Shamba Maisha

Shamba Maisha
We are testing an agriculture and finance intervention to improve the health and well-being of families living within communities affected by HIV in Western Kenya
What is the intervention?
‘MoneyMakerMax’ Treadle Pump, a low-cost micro-irrigation water pump, which enabled farmers to irrigate their crops year-round, avoiding dependence on seasonal rainfall thus capitalizing on higher crop prices in the marketplace
What is the intervention?
Training on sustainable farming practices and financial management delivered to groups of participants in eight didactic and practical demonstration sessions
What is the intervention? 
Loan program of vouchers (worth $175 USD) to purchase the irrigation pump, seeds, fertilizers, and other farming implements

What’s unique about Shamba Maisha?

We are a transdisciplinary team made up of researchers, physicians, engineers, bankers, farmers, statisticians, nutritionists, economists, and social scientists from Kenya, Canada and the US working to develop and test new approaches to improve health and empower families affected by HIV in rural Kenya. 
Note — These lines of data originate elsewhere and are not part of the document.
//! Surface port - the rendering collaborator.
//!
//! Views never build markup themselves. They ask the surface for a detached
//! element cloned from a named template, fill in its slots, and insert it
//! into a host container. Any inserted element that carries an id becomes a
//! host in its own right, which is how list sections receive their items.

use std::cell::RefCell;
use std::collections::{BTreeMap, BTreeSet};
use std::rc::Rc;

use thiserror::Error;

/// Where an element lands inside its host.
#[derive(Debug, Clone, Copy, PartialEq, Eq)]
pub enum InsertPosition {
    AtStart,
    AtEnd,
}

#[derive(Debug, Clone, PartialEq, Eq, Error)]
pub enum SurfaceError {
    #[error("template not found: {0}")]
    UnknownTemplate(String),

    #[error("host element not found: {0}")]
    UnknownHost(String),

    #[error("element not found: {0}")]
    UnknownElement(String),
}

/// A detached element tree, as produced by [`Surface::instantiate`].
#[derive(Debug, Clone, Default, PartialEq, Eq)]
pub struct Element {
    template: String,
    id: Option<String>,
    classes: BTreeSet<String>,
    slots: BTreeMap<String, String>,
    attributes: BTreeMap<String, String>,
}

impl Element {
    pub fn new(template: impl Into<String>) -> Self {
        Self {
            template: template.into(),
            ..Self::default()
        }
    }

    /// Declares an empty text slot (e.g. "h2"). Used by template prototypes.
    pub fn with_slot(mut self, name: impl Into<String>) -> Self {
        self.slots.insert(name.into(), String::new());
        self
    }

    pub fn template(&self) -> &str {
        &self.template
    }

    pub fn id(&self) -> Option<&str> {
        self.id.as_deref()
    }

    pub fn set_id(&mut self, id: impl Into<String>) {
        self.id = Some(id.into());
    }

    pub fn slot(&self, name: &str) -> Option<&str> {
        self.slots.get(name).map(String::as_str)
    }

    pub fn slots(&self) -> impl Iterator<Item = (&str, &str)> {
        self.slots.iter().map(|(k, v)| (k.as_str(), v.as_str()))
    }

    pub fn set_slot(&mut self, name: impl Into<String>, text: impl Into<String>) {
        self.slots.insert(name.into(), text.into());
    }

    pub fn attribute(&self, name: &str) -> Option<&str> {
        self.attributes.get(name).map(String::as_str)
    }

    pub fn set_attribute(&mut self, name: impl Into<String>, value: impl Into<String>) {
        self.attributes.insert(name.into(), value.into());
    }

    pub fn has_class(&self, class: &str) -> bool {
        self.classes.contains(class)
    }

    pub fn classes(&self) -> impl Iterator<Item = &str> {
        self.classes.iter().map(String::as_str)
    }

    pub fn set_class(&mut self, class: &str, on: bool) {
        if on {
            self.classes.insert(class.to_string());
        } else {
            self.classes.remove(class);
        }
    }
}

/// Template instantiation and insertion primitives.
pub trait Surface {
    fn has_template(&self, name: &str) -> bool;

    /// Clones the named template into a detached element.
    fn instantiate(&self, template: &str) -> Result<Element, SurfaceError>;

    fn insert(&mut self, host: &str, element: Element, at: InsertPosition) -> Result<(), SurfaceError>;

    /// Drops every child of `host` (and any hosts they owned).
    fn clear(&mut self, host: &str) -> Result<(), SurfaceError>;

    /// Sets the text of a slot on an already inserted element.
    fn set_text(&mut self, element_id: &str, slot: &str, text: &str) -> Result<(), SurfaceError>;

    /// Toggles a class on an already inserted element.
    fn set_class(&mut self, element_id: &str, class: &str, on: bool) -> Result<(), SurfaceError>;

    /// Looks up an inserted element by id.
    fn element(&self, element_id: &str) -> Option<&Element>;

    /// Children of a host, in display order.
    fn children(&self, host: &str) -> Option<&[Element]>;
}

/// Views share one surface; the event loop is single-threaded.
pub type SharedSurface = Rc<RefCell<dyn Surface>>;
Shamba Maisha is the only study funded by the US National Institutes of Health testing an agricultural intervention to improve the health of communities affected by HIV. Shamba Maisha seeks to turn subsistence agriculturalist into horticulturalists to improve health and nutrition, and lift families out of poverty.

Goal

Shamba Maisha will determine the impact of the multisectoral intervention among farmers and their dependent children aged 6-months to 3 years and adolescent girls living in communities affected by HIV.  In addition, we seek to understand the pathways through which the intervention may improve health outcomes among adults, the growth and development among the young children, and the sexual and reproductive health of adolescent girls.  We will assess perceptions of intervention efficacy based on land tenure and ownership, participant’s perceptions of climate change and the impact of climate change on farming, mental and HIV health as well as how gender impacts coping to the impacts of climate change, and we will also ask pregnant and post-partum women about the impact of the intervention on their health, antenatal care, family planning, diet, farming, income, and relationships. Lastly, in order to inform policy, we will determine the cost-effectiveness of the intervention and obtain the information necessary to inform scale-up in Kenya and similar settings in sub-Saharan Africa.